Starting point is 00:28:39 You plant a whole bunch of seeds. You see which one is growing the fastest or is growing the strongest. And then that is the plant that you actually nurture. Yeah, maybe they'll run themselves. And I'd love to hear more about what these side hustles are because that was my first reaction to Paula, is that we are not multitask. We're not built to multitask. All this research we've seen lately about people in multitasking, it doesn't work.
Starting point is 00:29:02 And I often think that sometimes people want to make money at a side hustle when they haven't even tried to make more money at their primary place of business. You see those studies where your boss would give you raise if you just ask for it and we haven't asked for it and we're out doing other things. So the second I hear side hustle, my first reaction always is, tell me more about your main job. And then when I hear six side hustles, my brain explodes. Because I think, who can do that? I can't do that.
Starting point is 00:29:32 So my reaction was very similar to yours. Tell me more about that, Joe, because I knew you had a, a bit of a visceral reaction when you first heard the question. Well, that was it. It was it was how do I focus and make sure one of these is the quality business? You know, and I'm sure Adalia wants what every entrepreneur wants, which is to be associated with things that are awesome, right? And how can I pour enough awesome into my idea when it's competing with five other ideas
Starting point is 00:30:00 and it's also competing with my main job?
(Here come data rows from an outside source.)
//! Chunked summarization pipeline
//!
//! Reduces document text of unbounded length to one summary under a hard
//! bound on backend calls. Short texts are summarized with a single call;
//! long texts are split into paragraph-aligned chunks, each chunk is
//! summarized sequentially in document order, and the concatenated chunk
//! summaries are reduced with exactly one final call. Content past the chunk
//! cap is dropped: coverage is traded for cost and latency predictability.

use super::backend::{ChatMessage, CompletionBackend, CompletionRequest};
use super::{clamp_utf8, BackendError};

/// Texts at or under this size are summarized with a single call.
pub const SINGLE_CALL_THRESHOLD: usize = 50_000;

/// Upper bound on chunk calls regardless of document length.
pub const MAX_CHUNKS: usize = 10;

/// Hard clamp on any single prompt's document payload.
const PROMPT_INPUT_LIMIT: usize = 100_000;

const SUMMARY_MAX_TOKENS: u32 = 2000;
const TEMPERATURE: f32 = 0.7;

const SYSTEM_PROMPT: &str =
    "You are a professional document summarization assistant, skilled at \
     extracting key information from long documents and producing clear, \
     structured summaries.";

/// Summarize `text`, chunking as needed.
///
/// Any backend failure aborts the whole operation; partial chunk summaries
/// are discarded, never cached or returned.
pub async fn summarize(
    backend: &dyn CompletionBackend,
    text: &str,
    model: &str,
) -> Result<String, BackendError> {
    if text.len() <= SINGLE_CALL_THRESHOLD {
        tracing::debug!(len = text.len(), "text fits in one call");
        return summarize_once(backend, text, model).await;
    }

    let chunks = build_chunks(text, SINGLE_CALL_THRESHOLD, MAX_CHUNKS);
    tracing::info!(
        len = text.len(),
        chunks = chunks.len(),
        "summarizing long document in chunks"
    );

    // Sequential on purpose: the reduction step reads chunk summaries in
    // document order, and sequential calls keep backend rate limits simple.
    let mut summaries = Vec::with_capacity(chunks.len());
    for (index, chunk) in chunks.iter().enumerate() {
        tracing::debug!(
            chunk = index + 1,
            total = chunks.len(),
            size = chunk.len(),
            "summarizing chunk"
        );
        summaries.push(summarize_once(backend, chunk, model).await?);
    }

    if summaries.len() == 1 {
        return Ok(summaries.remove(0));
    }

    // Single reduction pass, never recursive: the combined summaries go
    // through one more call whatever their length (the prompt clamp applies).
    let combined = summaries.join("\n\n");
    tracing::debug!(combined_len = combined.len(), "reducing chunk summaries");
    summarize_once(backend, &combined, model).await
}

/// One base-case summarization call with the fixed instruction template.
async fn summarize_once(
    backend: &dyn CompletionBackend,
    text: &str,
    model: &str,
) -> Result<String, BackendError> {
    let input = clamp_utf8(text, PROMPT_INPUT_LIMIT);
    let prompt = format!(
        "Generate a detailed, structured summary of the following document \
         content. The summary should include:\n\
         1. The document's primary topic and purpose\n\
         2. Key points (3-5)\n\
         3. Important details and figures\n\
         4. Conclusions or recommendations (if present)\n\n\
         Keep it professional and accurate.\n\n\
         Document content:\n{input}"
    );

    backend
        .complete(CompletionRequest {
            model: model.to_string(),
            system_prompt: SYSTEM_PROMPT.to_string(),
            messages: vec![ChatMessage::user(prompt)],
            max_tokens: SUMMARY_MAX_TOKENS,
            temperature: TEMPERATURE,
        })
        .await
}

/// Split text into non-empty paragraphs on blank-line boundaries.
fn split_paragraphs(text: &str) -> Vec<String> {
    let mut paragraphs = Vec::new();
    let mut current = String::new();

    for line in text.lines() {
        if line.trim().is_empty() {
            if !current.is_empty() {
                paragraphs.push(std::mem::take(&mut current));
            }
        } else {
            if !current.is_empty() {
                current.push('\n');
            }
            current.push_str(line);
        }
    }
    if !current.is_empty() {
        paragraphs.push(current);
    }

    paragraphs
}

/// Greedily pack paragraphs into at most `max_chunks` chunks.
///
/// A chunk closes when appending the next paragraph would push it over
/// `max_chunk_size`. Paragraphs remaining once the cap is hit are dropped.
fn build_chunks(text: &str, max_chunk_size: usize, max_chunks: usize) -> Vec<String> {
    let mut chunks = Vec::new();
    let mut current = String::new();

    for paragraph in split_paragraphs(text) {
        if !current.is_empty() && current.len() + paragraph.len() > max_chunk_size {
            chunks.push(std::mem::take(&mut current));
            if chunks.len() >= max_chunks {
                tracing::warn!(
                    max_chunks,
                    "document exceeds chunk cap, truncating remaining text"
                );
                return chunks;
            }
            current = paragraph;
        } else {
            if !current.is_empty() {
                current.push_str("\n\n");
            }
            current.push_str(&paragraph);
        }
    }

    if !current.is_empty() {
        chunks.push(current);
    }

    chunks
}

#[cfg(test)]
mod tests {
    use std::sync::Mutex;

    use async_trait::async_trait;

    use super::*;

    /// Backend double that records every prompt it receives.
    #[derive(Default)]
    struct MockBackend {
        prompts: Mutex<Vec<String>>,
    }

    #[async_trait]
    impl CompletionBackend for MockBackend {
        async fn complete(&self, request: CompletionRequest) -> Result<String, BackendError> {
            let mut prompts = self.prompts.lock().unwrap();
            prompts.push(request.messages[0].content.clone());
            Ok(format!("summary-{}", prompts.len()))
        }
    }

    struct FailingBackend;

    #[async_trait]
    impl CompletionBackend for FailingBackend {
        async fn complete(&self, _request: CompletionRequest) -> Result<String, BackendError> {
            Err(BackendError::MalformedResponse)
        }
    }

    /// `count` numbered paragraphs of ~1000 chars each.
    fn paragraphs(count: usize) -> String {
        (0..count)
            .map(|i| format!("paragraph {i:04} {}", "x".repeat(985)))
            .collect::<Vec<_>>()
            .join("\n\n")
    }

    #[test]
    fn split_paragraphs_handles_whitespace_blank_lines() {
        let text = "first\nstill first\n\nsecond\n   \nthird\n\n\n";
        let paragraphs = split_paragraphs(text);
        assert_eq!(paragraphs, vec!["first\nstill first", "second", "third"]);
    }

    #[test]
    fn chunks_respect_size_and_order() {
        let text = paragraphs(150); // ~150k chars, 3x threshold
        let chunks = build_chunks(&text, SINGLE_CALL_THRESHOLD, MAX_CHUNKS);

        assert!(chunks.len() >= 2);
        for chunk in &chunks {
            assert!(chunk.len() <= SINGLE_CALL_THRESHOLD);
        }
        assert!(chunks[0].starts_with("paragraph 0000"));
        // Document order across chunk boundaries.
        let mut last_seen = -1i64;
        for chunk in &chunks {
            let first: i64 = chunk[10..14].parse().unwrap();
            assert!(first > last_seen);
            last_seen = first;
        }
    }

    #[test]
    fn chunk_cap_drops_trailing_content() {
        let text = paragraphs(500); // ~500k chars
        let chunks = build_chunks(&text, SINGLE_CALL_THRESHOLD, MAX_CHUNKS);

        assert_eq!(chunks.len(), MAX_CHUNKS);
        // The tail of the document is truncated, by policy.
        assert!(!chunks.iter().any(|c| c.contains("paragraph 0499")));
    }

    #[test]
    fn oversized_single_paragraph_stays_one_chunk() {
        let text = "y".repeat(60_000);
        let chunks = build_chunks(&text, SINGLE_CALL_THRESHOLD, MAX_CHUNKS);
        assert_eq!(chunks.len(), 1);
    }

    #[tokio::test]
    async fn short_text_uses_exactly_one_call() {
        let backend = MockBackend::default();
        let result = summarize(&backend, "a short document", "test-model")
            .await
            .unwrap();

        assert_eq!(result, "summary-1");
        assert_eq!(backend.prompts.lock().unwrap().len(), 1);
    }

    #[tokio::test]
    async fn long_text_maps_then_reduces_once() {
        let backend = MockBackend::default();
        let text = paragraphs(150);
        summarize(&backend, &text, "test-model").await.unwrap();

        let prompts = backend.prompts.lock().unwrap();
        let chunk_count = build_chunks(&text, SINGLE_CALL_THRESHOLD, MAX_CHUNKS).len();
        assert!(chunk_count >= 2);
        // One call per chunk plus exactly one reduction call.
        assert_eq!(prompts.len(), chunk_count + 1);
        // Chunk calls arrive in document order.
        assert!(prompts[0].contains("paragraph 0000"));
        // The final call reduces the chunk summaries, not source text.
        let reduce = prompts.last().unwrap();
        assert!(reduce.contains("summary-1"));
        assert!(reduce.contains(&format!("summary-{chunk_count}")));
        assert!(!reduce.contains("paragraph 0000"));
    }

    #[tokio::test]
    async fn pathological_document_makes_max_chunks_plus_one_calls() {
        // 500k chars with a 50k threshold and a cap of 10 chunks.
        let backend = MockBackend::default();
        let text = paragraphs(500);
        assert!(text.len() >= 490_000);

        summarize(&backend, &text, "test-model").await.unwrap();

        let prompts = backend.prompts.lock().unwrap();
        assert_eq!(prompts.len(), MAX_CHUNKS + 1);
    }

    #[tokio::test]
    async fn backend_failure_propagates_without_partial_result() {
        let text = paragraphs(150);
        let result = summarize(&FailingBackend, &text, "test-model").await;
        assert!(matches!(result, Err(BackendError::MalformedResponse)));
    }
}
Because if she calls it a side hustle, I'm assuming she also has a full-time job on top that or has some other career going on. So I can't, I just can't be awesome. And maybe, maybe they do run themselves, but even then I would do one. And like you said, Paul, I would do one. I would test it. I would get it where it's running itself. Then set that one aside on autopilot as much as I can. And then go to the next one. So I have a launch schedule of these ideas over maybe a 12 month period or two years. I need to know more about what these ideas are. When it comes to the second part of this question, which is separate bank accounts. Let's assume that it is something,
Starting point is 00:30:39 Paula, that she can do all of them. Not only does she want to have them have separate bank accounts, but she talks about them having significant revenue. If they're going to have significant revenue, I always, as a financial planner, I worry about a lawsuit. I worry about exposure to, you know, whatever the customer might bring at me that will go after the assets of that company. And if that's the case, I don't only want them to have a separate checking account. I want them to be in a separate entity. And that doesn't give me complete protection. But it's at least the first wall that separates one company from another so that I don't have a mistake in business number four of six that destroys all six of these ideas.
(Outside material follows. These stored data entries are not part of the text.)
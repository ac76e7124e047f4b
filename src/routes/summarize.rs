//! Summary generation and retrieval

use axum::{
    extract::{Path, State},
    http::HeaderMap,
    routing::{get, post},
    Json, Router,
};
use chrono::Utc;
use serde::Deserialize;

use crate::ai::summarize::summarize;
use crate::auth::current_user;
use crate::db::SubscriptionRepository;
use crate::error::{AppError, Result};
use crate::pdf;
use crate::quota::Capability;
use crate::state::AppState;
use crate::storage::SummaryDocument;

#[derive(Debug, Deserialize)]
pub struct SummarizeRequest {
    pub file_id: String,
    pub model: Option<String>,
}

pub fn generate_router() -> Router<AppState> {
    Router::new().route("/", post(generate))
}

pub fn fetch_router() -> Router<AppState> {
    Router::new().route("/:file_id", get(fetch))
}

async fn generate(
    State(state): State<AppState>,
    headers: HeaderMap,
    Json(request): Json<SummarizeRequest>,
) -> Result<Json<SummaryDocument>> {
    let user = current_user(&state, &headers).await?;
    let record = super::owned_file(&state, &user.id, &request.file_id).await?;

    let tier = SubscriptionRepository::new(state.db())
        .current_tier(&user.id)
        .await?;

    let check = state
        .quota()
        .check_capability(state.ledger(), &user.id, tier, Capability::Summary)
        .await?;
    if !check.allowed {
        return Err(AppError::QuotaExceeded {
            used: check.used,
            limit: check.limit.unwrap_or(0),
            message: check.message.unwrap_or_default(),
        });
    }

    let bytes = state.file_store().read_pdf(&record.id).await?;
    let parsed = pdf::parse(bytes).await?;

    if parsed.text.trim().is_empty() {
        return Err(AppError::BadRequest(
            "No extractable text in this document".to_string(),
        ));
    }

    let model = request
        .model
        .as_deref()
        .unwrap_or(&state.config().ai.default_model);
    let summary = summarize(state.backend(), &parsed.text, model).await?;

    let document = SummaryDocument {
        file_id: record.id.clone(),
        summary,
        title: parsed.title,
        author: parsed.author,
        num_pages: parsed.page_count,
        created_at: Utc::now(),
    };
    state.file_store().save_summary(&record.id, &document).await?;

    // Recorded only after the summary is persisted, so a failed generation
    // never burns quota.
    state
        .quota()
        .record_usage(state.ledger(), &user.id, Capability::Summary, Some(&record.id))
        .await?;

    tracing::info!(user_id = %user.id, file_id = %record.id, "generated summary");

    Ok(Json(document))
}

async fn fetch(
    State(state): State<AppState>,
    headers: HeaderMap,
    Path(file_id): Path<String>,
) -> Result<Json<SummaryDocument>> {
    let user = current_user(&state, &headers).await?;
    let record = super::owned_file(&state, &user.id, &file_id).await?;

    let document = state.file_store().read_summary(&record.id).await?;
    Ok(Json(document))
}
Starting point is 00:31:22 Yeah, exactly. But the thing is, I think it's premature to be talking about having separate bank accounts or separate entities for all of these. because right now these are purely in the idea stage, if I'm understanding correctly. I think what you will quickly find is that you can try all of these. You can test all of these. Some of them will do well and some of them. Some will completely flop. I have started multiple websites and most of them died a quiet death in obscurity.
Starting point is 00:31:51 So if I had gone to the trouble of setting up a separate bank account for each of these nascent sites, it would have just been a huge waste of time and effort. I started a whole bunch of sites, and if it flopped, which most of them did, then it flopped. The one that took off is the one that I poured everything into and everything else I just let wither on the vine. Yeah, and then you set it up as a, yeah, it's business. Nason, I'm still stuck, Paula, on the word nason. That's a phenomenal use of vocabulary right there. Oh, I thank you.
Starting point is 00:32:25 Thank you. Yes. And by the way, everybody, a couple of Paula's. businesses that didn't make it afford most everything that didn't go well. Affordssomestuff.com. That one, not that good either. Afford, afford. Yeah, whole different, whole different thing.
Starting point is 00:32:47 But you got to try. So, yeah, I totally agree. In the idea stage, it is a little premature. But she makes it so that those all do have significant income. Make sure you build walls. Build walls, Adelia. Yeah, absolutely. All right. So that's our show for today.
Starting point is 00:33:01 Already? Did we do it? That was a short one. It was side hustle day on the show. Yeah. It was cool. I'm glad to hear all of these questions coming in about side hustles because that is one of the best ways. I suppose you're never supposed to say the word best in the world of finance. But there's only so much that you can save. You know, certainly if you are spending, if you have a spending problem, then sure, saving is the most immediate fix. But if you're already living a reasonable life, there's a. only so much frugling down that you can do. And if you're trying to make more money at work, it depends on your job and it depends on your industry, you may or may not be able to make more
Starting point is 00:33:38 at work. So if you've done those two things and you're trying to get more control over your financial future, man, entrepreneurship is the way to go. Like there's an unlimited ceiling. I'll even broaden that out a little bit, Paula, which is there's only two sides of the equation, income and expenses. And on the income side, it's blue sky. I mean, it really is blue sky. You can find different ways to make more income, but on the expense size, you will never shrink your way to greatness. And I think, I think so focusing on income is really exciting. So love this episode. Yeah, absolutely. Joe, how did you, since we're both entrepreneurs, how did you figure out that you wanted to be an entrepreneur? And then how did you find an idea? Well, my story's interesting because I
Starting point is 00:34:19 wanted to be an entrepreneur from the age of 16 where I and I started a disc jockey business and it was only because I thought playing records would be cool and I could meet girls. What's a record? Yeah, half the audience I lost on records. But I wanted to play music and I really like music and had appreciation for that. What I didn't realize was, you know, the whole thing about creating a business. So when I said my first business was a train wreck, it was because I just took my passion and went after it without thinking at all about how I was going to make money, how I would repay debt.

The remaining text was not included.